One of the frequently debated topics concerning open source companies, both at OSCON and more generally, is how they compare in economic terms – or don’t – with their closed source or proprietary counterparts. The most common manifestation of this is the simple question: will we see a billion dollar open source business? Not traditional vendors leveraging open source to make a billion dollars, but a business built solely on open source reach the billion dollar revenue milestone. Before we attempt to answer that using crude but bottom line metrics such as market capitalization – which is impossible in a majority of cases anyway, it’s necessary to understand the fundamental compromise that open source makes.

In return for the massive distribution advantages that accompany its low or no barrier to entry approach, open source often (but not always) concedes up front licensing costs. This is in most cases favorable for customers, as they are free to pay at what Simon calls the “point of value” rather than at project commencement when value is still unproven. The question is whether or not it’s favorable to the businesses that are built on this model. Answer that, and you’ll be a fair ways down the path towards answering the billion dollar question.

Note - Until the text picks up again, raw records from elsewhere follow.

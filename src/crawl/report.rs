// src/crawl/report.rs
// =============================================================================
// What a finished crawl hands back: which pages were fetched, which media
// files were saved, what failed and which links pointed off-site.
//
// The report is only a record. Nothing in it changes how the crawl runs.
// =============================================================================

use std::collections::HashSet;
use std::path::PathBuf;

use serde::Serialize;

use super::classify::DocumentType;

#[derive(Debug, Clone, Copy, PartialEq, Eq, Serialize)]
#[serde(tag = "kind", content = "code", rename_all = "snake_case")]
pub enum FailureKind {
    /// Server answered with something other than 200
    Status(u16),
    Timeout,
    TooManyRedirects,
    /// Could not connect (DNS, refused, unreachable)
    Connect,
    /// Any other transport error
    Network,
    /// Local file could not be written
    Io,
}

#[derive(Debug, Clone, Serialize)]
pub struct Failure {
    pub url: String,
    pub document_type: DocumentType,
    #[serde(flatten)]
    pub kind: FailureKind,
    pub message: String,
}

#[derive(Debug, Clone, Serialize)]
pub struct MediaRecord {
    pub url: String,
    pub path: PathBuf,
}

#[derive(Debug, Clone, Default, Serialize)]
pub struct CrawlReport {
    pub domain: String,
    /// Pages fetched with a 200 and scanned for links
    pub pages: Vec<String>,
    pub media: Vec<MediaRecord>,
    pub failures: Vec<Failure>,
    /// Off-site links, first-seen order, each listed once
    pub external_links: Vec<String>,
    /// Frontier entries dropped because they were already visited or off-site
    pub discarded: usize,
    pub elapsed_secs: f64,
    #[serde(skip)]
    seen_external: HashSet<String>,
}

impl CrawlReport {
    pub fn new(domain: impl Into<String>) -> Self {
        Self {
            domain: domain.into(),
            ..Default::default()
        }
    }

    pub fn record_external(&mut self, url: &str) {
        if self.seen_external.insert(url.to_string()) {
            self.external_links.push(url.to_string());
        }
    }

    pub fn is_clean(&self) -> bool {
        self.failures.is_empty()
    }
}
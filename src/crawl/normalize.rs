// src/crawl/normalize.rs
// =============================================================================
// URL helpers used by the crawler:
// - normalize(): turn a (possibly relative) link into an absolute URL
// - in_scope(): is this URL on the domain we're crawling?
//
// The `url` crate does the heavy lifting. Url::join follows the same rules a
// browser uses for relative links ("..", "./", "//host/path", etc.) and keeps
// the #fragment.
// =============================================================================

use url::Url;

// Resolves `reference` against `base`
//
// Examples:
//   base = "http://ex.com/docs/page.html"
//   "/a.html"          -> "http://ex.com/a.html"
//   "b.jpg"            -> "http://ex.com/docs/b.jpg"
//   "../up.html#top"   -> "http://ex.com/up.html#top"
//   "http://other.com" -> "http://other.com/"
//
// Returns None only when the reference can't be turned into a URL at all
// (e.g. "http://" with no host).
pub fn normalize(base: &Url, reference: &str) -> Option<Url> {
    base.join(reference).ok()
}

/// The host and port of a URL. Default ports are dropped by the `url` crate,
/// so `http://ex.com:80/` and `http://ex.com/` share a network location.
pub fn network_location(url: &Url) -> (Option<&str>, Option<u16>) {
    (url.host_str(), url.port())
}

// True when `candidate` has the same host and port as `target`.
// The scheme is ignored, so http and https pages of one site are both in scope.
// URLs without a host (mailto:, javascript:, data:) are never in scope.
pub fn in_scope(target: &Url, candidate: &Url) -> bool {
    let (target_host, target_port) = network_location(target);
    let (candidate_host, candidate_port) = network_location(candidate);

    target_host.is_some() && target_host == candidate_host && target_port == candidate_port
}
// src/crawl/classify.rs
// =============================================================================
// Decides what kind of document a URL points at, based only on the file
// extension in its path:
//
//   /photos/cat.JPG    -> Media    (download it)
//   /about.html        -> Webpage  (fetch it and look for more links)
//   /archive/report    -> Unknown  (treated like a webpage by the crawler)
//
// The extension tables live here and nowhere else.
// =============================================================================

use std::fmt;
use std::path::Path;

use serde::Serialize;
use tracing::{debug, warn};
use url::Url;

/// Extensions (lowercase, without the dot) that get downloaded as media.
pub const MEDIA_EXTENSIONS: &[&str] = &[
    "jpg", "jpeg", "mov", "zip", "avi", "gif", "png", "rar", "mp3", "mp4",
];

/// Extensions that are definitely HTML pages.
pub const WEBPAGE_EXTENSIONS: &[&str] = &["html", "shtml", "htm"];

#[derive(Debug, Clone, Copy, PartialEq, Eq, Hash, Serialize)]
#[serde(rename_all = "snake_case")]
pub enum DocumentType {
    Media,
    Webpage,
    Unknown,
}

impl DocumentType {
    /// Pages (and anything we can't tell apart from a page) get crawled.
    pub fn is_crawlable(self) -> bool {
        matches!(self, DocumentType::Webpage | DocumentType::Unknown)
    }
}

impl fmt::Display for DocumentType {
    fn fmt(&self, f: &mut fmt::Formatter<'_>) -> fmt::Result {
        let name = match self {
            DocumentType::Media => "media",
            DocumentType::Webpage => "webpage",
            DocumentType::Unknown => "unknown",
        };
        f.write_str(name)
    }
}

// Last segment of the URL's path, e.g. "b.jpg" for "http://ex.com/a/b.jpg?x=1".
// Empty when the path ends with a slash.
pub fn document_name(url: &Url) -> &str {
    url.path().rsplit('/').next().unwrap_or("")
}

pub fn classify(url: &Url) -> DocumentType {
    let name = document_name(url);
    debug!("Inferring document type -> {}", name);

    // Path::extension follows the usual rules: "archive.tar.gz" -> "gz",
    // ".hidden" -> none, "report" -> none
    let extension = match Path::new(name).extension().and_then(|ext| ext.to_str()) {
        Some(ext) => ext.to_ascii_lowercase(),
        None => return DocumentType::Unknown,
    };

    if MEDIA_EXTENSIONS.contains(&extension.as_str()) {
        DocumentType::Media
    } else if WEBPAGE_EXTENSIONS.contains(&extension.as_str()) {
        DocumentType::Webpage
    } else {
        DocumentType::Unknown
    }
}

/// Classifies a raw URL string. Anything that doesn't parse is Unknown.
pub fn classify_str(raw: &str) -> DocumentType {
    match Url::parse(raw) {
        Ok(url) => classify(&url),
        Err(e) => {
            warn!("Failed to infer document type for {}: {}", raw, e);
            DocumentType::Unknown
        }
    }
}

My answer to the question of whether we would see “open source businesses” reach the billion dollar threshold was, in essence, not any time soon. Matt dissented, saying “Red Hat will hit the $1B mark in 3-5 years, and will likely do so without seriously tapping into the gold mine that is Windows territory.” Who was right depends largely on definitions. First, what timeframe was implied by my original statement:

At this point, however, I do not expect any of the major pure open source firms to challenge the billion dollar threshold any time soon.

Second, what firms may be included under the quote unquote open source business description. But let me come back to that in just a bit.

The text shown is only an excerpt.